### [Collected data entries]
────────────────

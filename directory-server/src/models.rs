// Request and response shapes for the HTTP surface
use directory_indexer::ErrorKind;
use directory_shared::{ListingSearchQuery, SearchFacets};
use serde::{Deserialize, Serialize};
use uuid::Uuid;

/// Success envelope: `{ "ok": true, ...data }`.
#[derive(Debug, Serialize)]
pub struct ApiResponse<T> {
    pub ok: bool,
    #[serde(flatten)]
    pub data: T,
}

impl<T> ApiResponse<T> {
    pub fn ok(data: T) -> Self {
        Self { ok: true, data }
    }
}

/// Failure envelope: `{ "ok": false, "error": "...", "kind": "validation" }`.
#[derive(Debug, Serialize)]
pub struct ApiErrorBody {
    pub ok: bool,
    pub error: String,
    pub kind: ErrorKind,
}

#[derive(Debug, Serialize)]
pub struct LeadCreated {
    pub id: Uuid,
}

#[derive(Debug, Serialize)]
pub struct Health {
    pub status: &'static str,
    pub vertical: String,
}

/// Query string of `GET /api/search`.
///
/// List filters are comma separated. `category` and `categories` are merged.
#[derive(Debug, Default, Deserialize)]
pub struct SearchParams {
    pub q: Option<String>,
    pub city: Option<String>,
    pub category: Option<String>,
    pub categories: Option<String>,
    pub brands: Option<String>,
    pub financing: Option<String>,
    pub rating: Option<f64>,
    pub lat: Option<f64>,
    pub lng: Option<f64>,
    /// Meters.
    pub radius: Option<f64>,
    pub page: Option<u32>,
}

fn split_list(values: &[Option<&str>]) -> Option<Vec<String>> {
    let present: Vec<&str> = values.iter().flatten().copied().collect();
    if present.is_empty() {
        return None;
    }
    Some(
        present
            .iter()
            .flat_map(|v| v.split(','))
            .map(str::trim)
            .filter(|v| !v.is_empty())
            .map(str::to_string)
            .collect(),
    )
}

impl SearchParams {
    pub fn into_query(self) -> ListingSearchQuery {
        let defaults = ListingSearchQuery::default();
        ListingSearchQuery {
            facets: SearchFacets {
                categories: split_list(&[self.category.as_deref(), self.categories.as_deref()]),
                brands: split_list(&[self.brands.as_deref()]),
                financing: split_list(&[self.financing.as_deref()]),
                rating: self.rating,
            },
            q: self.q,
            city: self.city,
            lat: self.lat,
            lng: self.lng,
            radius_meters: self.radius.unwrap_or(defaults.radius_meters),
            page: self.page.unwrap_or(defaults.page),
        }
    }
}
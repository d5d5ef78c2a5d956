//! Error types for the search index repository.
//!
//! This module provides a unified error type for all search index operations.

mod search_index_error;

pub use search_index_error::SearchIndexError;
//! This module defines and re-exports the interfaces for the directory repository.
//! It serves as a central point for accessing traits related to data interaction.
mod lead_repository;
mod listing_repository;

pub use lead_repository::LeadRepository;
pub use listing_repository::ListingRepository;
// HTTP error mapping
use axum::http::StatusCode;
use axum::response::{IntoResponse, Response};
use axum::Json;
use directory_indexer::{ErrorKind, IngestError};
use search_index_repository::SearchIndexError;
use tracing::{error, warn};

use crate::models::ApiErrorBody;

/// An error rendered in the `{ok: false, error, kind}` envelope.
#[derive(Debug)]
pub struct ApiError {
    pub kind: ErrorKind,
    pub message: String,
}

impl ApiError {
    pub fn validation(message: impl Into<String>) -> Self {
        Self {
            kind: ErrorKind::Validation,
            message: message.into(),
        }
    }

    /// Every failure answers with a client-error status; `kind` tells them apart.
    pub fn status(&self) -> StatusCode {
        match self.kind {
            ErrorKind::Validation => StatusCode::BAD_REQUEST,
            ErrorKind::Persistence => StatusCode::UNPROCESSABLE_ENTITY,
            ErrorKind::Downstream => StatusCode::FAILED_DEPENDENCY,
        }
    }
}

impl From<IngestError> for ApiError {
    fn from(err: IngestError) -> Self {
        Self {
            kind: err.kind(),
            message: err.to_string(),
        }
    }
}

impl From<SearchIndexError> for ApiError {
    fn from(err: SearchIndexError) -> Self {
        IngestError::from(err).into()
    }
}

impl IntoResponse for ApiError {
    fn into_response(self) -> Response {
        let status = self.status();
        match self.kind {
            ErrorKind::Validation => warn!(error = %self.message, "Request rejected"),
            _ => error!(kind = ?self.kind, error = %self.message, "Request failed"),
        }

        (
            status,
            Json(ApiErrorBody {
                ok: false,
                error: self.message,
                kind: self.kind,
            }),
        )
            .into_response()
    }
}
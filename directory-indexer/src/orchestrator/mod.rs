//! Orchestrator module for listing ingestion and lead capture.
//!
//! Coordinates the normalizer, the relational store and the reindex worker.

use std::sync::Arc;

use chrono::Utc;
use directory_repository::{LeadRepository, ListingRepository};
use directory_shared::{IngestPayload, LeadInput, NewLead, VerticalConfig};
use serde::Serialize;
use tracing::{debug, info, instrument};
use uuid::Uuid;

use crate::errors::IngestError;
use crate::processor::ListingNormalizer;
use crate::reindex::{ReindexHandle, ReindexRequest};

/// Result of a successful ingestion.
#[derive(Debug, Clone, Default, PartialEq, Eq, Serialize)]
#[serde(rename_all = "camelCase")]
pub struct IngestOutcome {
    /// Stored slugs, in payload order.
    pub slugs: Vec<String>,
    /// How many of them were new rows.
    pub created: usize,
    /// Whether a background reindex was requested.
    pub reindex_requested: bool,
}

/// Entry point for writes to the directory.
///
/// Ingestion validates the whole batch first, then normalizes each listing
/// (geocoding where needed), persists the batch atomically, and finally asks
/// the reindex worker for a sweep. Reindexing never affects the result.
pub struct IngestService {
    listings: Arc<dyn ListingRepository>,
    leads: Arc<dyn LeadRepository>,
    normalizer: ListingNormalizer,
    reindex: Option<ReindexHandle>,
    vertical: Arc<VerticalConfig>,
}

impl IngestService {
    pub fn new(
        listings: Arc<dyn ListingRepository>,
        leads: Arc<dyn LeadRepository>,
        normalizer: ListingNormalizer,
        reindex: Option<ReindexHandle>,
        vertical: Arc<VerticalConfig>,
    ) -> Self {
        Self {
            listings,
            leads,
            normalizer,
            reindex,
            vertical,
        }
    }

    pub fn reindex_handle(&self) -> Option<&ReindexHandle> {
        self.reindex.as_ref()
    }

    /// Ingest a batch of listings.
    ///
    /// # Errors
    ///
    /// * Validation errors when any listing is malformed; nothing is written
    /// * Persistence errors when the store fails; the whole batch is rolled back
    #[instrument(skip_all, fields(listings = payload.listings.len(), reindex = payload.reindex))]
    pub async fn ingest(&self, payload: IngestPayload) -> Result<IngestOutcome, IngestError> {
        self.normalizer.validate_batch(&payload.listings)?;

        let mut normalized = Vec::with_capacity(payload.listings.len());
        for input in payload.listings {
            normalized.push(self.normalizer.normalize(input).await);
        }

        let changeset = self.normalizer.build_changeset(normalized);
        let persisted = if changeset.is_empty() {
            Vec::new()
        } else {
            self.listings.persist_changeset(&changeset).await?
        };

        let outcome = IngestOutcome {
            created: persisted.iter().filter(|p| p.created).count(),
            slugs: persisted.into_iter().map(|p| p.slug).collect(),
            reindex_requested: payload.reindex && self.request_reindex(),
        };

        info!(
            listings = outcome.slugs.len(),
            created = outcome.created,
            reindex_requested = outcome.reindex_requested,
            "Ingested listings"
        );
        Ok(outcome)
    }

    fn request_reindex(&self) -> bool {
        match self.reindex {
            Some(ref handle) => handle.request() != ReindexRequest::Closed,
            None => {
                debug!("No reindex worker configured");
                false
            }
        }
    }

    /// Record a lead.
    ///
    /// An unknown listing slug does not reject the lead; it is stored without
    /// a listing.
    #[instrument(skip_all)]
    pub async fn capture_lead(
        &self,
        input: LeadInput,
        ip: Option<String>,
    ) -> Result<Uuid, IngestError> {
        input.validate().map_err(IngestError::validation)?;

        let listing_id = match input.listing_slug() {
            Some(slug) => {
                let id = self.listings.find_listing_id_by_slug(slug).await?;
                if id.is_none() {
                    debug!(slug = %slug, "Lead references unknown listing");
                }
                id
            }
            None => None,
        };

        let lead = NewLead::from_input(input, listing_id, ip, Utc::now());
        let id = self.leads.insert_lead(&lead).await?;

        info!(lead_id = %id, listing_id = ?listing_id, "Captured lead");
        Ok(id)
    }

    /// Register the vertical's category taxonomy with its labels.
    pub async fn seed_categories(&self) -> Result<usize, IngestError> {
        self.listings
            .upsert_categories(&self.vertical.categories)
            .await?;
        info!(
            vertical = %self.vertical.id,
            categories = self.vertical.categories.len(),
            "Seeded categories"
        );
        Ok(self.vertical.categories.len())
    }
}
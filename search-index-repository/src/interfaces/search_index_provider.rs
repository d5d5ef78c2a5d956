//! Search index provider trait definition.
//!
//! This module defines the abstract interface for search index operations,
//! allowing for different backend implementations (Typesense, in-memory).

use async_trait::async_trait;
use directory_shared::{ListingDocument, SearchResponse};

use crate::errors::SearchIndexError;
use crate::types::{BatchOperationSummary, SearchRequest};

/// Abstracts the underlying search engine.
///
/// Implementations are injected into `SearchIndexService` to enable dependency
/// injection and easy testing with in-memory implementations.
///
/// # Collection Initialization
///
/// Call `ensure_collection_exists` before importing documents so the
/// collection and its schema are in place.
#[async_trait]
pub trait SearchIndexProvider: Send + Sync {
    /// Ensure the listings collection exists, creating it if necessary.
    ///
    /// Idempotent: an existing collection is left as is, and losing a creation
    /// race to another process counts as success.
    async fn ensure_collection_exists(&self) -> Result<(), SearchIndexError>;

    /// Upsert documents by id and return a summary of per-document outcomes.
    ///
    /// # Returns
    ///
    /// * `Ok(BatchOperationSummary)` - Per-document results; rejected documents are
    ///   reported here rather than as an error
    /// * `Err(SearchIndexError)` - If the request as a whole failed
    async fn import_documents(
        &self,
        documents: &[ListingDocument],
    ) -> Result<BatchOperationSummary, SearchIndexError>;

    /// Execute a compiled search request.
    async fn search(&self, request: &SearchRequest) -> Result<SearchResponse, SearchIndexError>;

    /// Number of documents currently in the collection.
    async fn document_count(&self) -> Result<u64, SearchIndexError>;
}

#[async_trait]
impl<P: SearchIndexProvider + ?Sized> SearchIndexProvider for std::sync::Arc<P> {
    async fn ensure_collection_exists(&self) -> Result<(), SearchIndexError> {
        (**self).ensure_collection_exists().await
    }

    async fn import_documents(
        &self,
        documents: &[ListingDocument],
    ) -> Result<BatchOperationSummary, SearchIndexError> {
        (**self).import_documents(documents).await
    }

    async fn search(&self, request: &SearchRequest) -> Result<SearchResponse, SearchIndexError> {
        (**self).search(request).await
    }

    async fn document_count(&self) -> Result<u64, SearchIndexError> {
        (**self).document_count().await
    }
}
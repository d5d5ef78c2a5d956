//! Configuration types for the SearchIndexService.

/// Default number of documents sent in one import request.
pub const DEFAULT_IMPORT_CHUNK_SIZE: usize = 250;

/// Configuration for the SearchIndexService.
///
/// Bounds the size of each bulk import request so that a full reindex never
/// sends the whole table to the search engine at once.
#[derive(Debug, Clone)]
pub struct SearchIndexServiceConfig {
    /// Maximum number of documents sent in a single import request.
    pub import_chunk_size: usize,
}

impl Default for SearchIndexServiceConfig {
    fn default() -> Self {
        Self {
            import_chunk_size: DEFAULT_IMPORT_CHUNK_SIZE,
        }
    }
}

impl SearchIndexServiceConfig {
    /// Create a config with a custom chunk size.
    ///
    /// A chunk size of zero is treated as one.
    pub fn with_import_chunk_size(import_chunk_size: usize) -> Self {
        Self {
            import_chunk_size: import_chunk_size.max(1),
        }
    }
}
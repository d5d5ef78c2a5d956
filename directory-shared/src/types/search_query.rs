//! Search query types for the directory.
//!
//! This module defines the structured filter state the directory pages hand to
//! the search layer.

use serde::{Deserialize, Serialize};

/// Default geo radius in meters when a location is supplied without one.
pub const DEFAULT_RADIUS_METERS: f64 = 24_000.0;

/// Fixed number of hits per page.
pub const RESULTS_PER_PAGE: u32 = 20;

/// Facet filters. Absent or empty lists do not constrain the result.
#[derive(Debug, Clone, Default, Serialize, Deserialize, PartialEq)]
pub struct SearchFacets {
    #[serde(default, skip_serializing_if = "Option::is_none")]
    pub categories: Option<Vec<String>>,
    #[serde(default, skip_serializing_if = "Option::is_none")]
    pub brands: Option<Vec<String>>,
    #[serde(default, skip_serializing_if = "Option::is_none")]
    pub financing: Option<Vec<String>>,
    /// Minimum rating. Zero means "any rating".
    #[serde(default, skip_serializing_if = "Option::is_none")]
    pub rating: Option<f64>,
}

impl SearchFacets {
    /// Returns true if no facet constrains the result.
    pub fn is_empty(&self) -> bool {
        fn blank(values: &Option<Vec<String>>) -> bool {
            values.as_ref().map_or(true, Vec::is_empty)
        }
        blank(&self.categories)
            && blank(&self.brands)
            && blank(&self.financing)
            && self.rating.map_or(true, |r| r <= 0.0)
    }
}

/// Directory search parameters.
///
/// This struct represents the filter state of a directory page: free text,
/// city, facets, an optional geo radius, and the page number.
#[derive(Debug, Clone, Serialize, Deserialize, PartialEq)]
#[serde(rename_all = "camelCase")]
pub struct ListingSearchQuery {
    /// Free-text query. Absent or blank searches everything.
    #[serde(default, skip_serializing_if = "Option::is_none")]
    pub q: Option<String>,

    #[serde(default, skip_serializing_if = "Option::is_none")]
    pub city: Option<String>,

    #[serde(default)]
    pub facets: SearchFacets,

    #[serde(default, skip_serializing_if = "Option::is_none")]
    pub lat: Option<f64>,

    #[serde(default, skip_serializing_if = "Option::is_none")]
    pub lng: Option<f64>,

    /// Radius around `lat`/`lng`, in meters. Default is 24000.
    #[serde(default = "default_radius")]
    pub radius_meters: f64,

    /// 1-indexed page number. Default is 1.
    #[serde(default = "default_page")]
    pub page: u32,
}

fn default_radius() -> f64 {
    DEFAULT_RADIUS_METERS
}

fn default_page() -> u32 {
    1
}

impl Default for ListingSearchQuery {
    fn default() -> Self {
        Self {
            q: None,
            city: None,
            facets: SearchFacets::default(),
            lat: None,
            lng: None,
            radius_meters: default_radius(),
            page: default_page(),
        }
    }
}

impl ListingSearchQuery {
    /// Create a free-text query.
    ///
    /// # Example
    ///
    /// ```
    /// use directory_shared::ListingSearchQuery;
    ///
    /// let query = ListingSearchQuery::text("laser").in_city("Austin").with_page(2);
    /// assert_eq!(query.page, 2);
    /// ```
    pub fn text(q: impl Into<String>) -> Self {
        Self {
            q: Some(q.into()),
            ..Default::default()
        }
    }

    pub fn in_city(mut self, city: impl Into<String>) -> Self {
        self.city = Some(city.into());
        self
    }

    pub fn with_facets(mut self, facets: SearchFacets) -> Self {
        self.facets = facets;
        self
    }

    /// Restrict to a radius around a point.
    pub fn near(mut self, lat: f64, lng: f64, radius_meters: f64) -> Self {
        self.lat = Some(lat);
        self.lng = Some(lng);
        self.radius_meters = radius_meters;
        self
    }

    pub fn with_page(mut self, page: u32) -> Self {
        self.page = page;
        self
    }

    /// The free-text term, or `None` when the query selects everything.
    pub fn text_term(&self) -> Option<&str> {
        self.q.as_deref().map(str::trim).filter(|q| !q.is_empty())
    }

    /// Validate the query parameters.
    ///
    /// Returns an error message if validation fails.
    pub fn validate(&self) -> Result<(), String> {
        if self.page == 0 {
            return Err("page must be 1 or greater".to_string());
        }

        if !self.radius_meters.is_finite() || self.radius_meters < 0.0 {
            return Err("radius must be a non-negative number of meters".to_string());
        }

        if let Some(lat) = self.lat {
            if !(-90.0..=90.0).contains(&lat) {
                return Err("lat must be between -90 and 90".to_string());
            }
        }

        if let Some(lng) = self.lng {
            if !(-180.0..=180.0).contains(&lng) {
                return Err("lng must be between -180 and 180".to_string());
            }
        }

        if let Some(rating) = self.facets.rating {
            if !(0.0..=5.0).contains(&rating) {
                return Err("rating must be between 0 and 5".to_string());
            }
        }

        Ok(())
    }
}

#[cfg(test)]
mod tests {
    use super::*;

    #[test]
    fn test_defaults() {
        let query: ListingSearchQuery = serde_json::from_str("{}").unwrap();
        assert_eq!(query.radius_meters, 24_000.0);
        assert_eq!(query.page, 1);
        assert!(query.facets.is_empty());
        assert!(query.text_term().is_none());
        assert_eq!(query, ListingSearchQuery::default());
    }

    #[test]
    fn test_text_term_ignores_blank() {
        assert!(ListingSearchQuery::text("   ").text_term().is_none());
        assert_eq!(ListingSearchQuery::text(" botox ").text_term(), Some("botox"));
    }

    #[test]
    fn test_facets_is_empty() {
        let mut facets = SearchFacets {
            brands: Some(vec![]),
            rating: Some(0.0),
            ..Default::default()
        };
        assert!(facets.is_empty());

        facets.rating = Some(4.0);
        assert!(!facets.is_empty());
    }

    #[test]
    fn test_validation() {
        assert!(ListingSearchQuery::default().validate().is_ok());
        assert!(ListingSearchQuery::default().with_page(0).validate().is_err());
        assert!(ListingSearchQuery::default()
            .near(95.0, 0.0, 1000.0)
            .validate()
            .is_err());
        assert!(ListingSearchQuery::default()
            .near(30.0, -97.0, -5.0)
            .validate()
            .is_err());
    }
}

────────────────

### [Exercise brief]
When the word "Clone" occurs in a line above, list that line.

### [Solution to this exercise]
#[derive(Debug, Clone, Default, PartialEq, Eq, Serialize)]
#[derive(Debug, Clone)]
#[derive(Debug, Clone, Default, Serialize, Deserialize, PartialEq)]
#[derive(Debug, Clone, Serialize, Deserialize, PartialEq)]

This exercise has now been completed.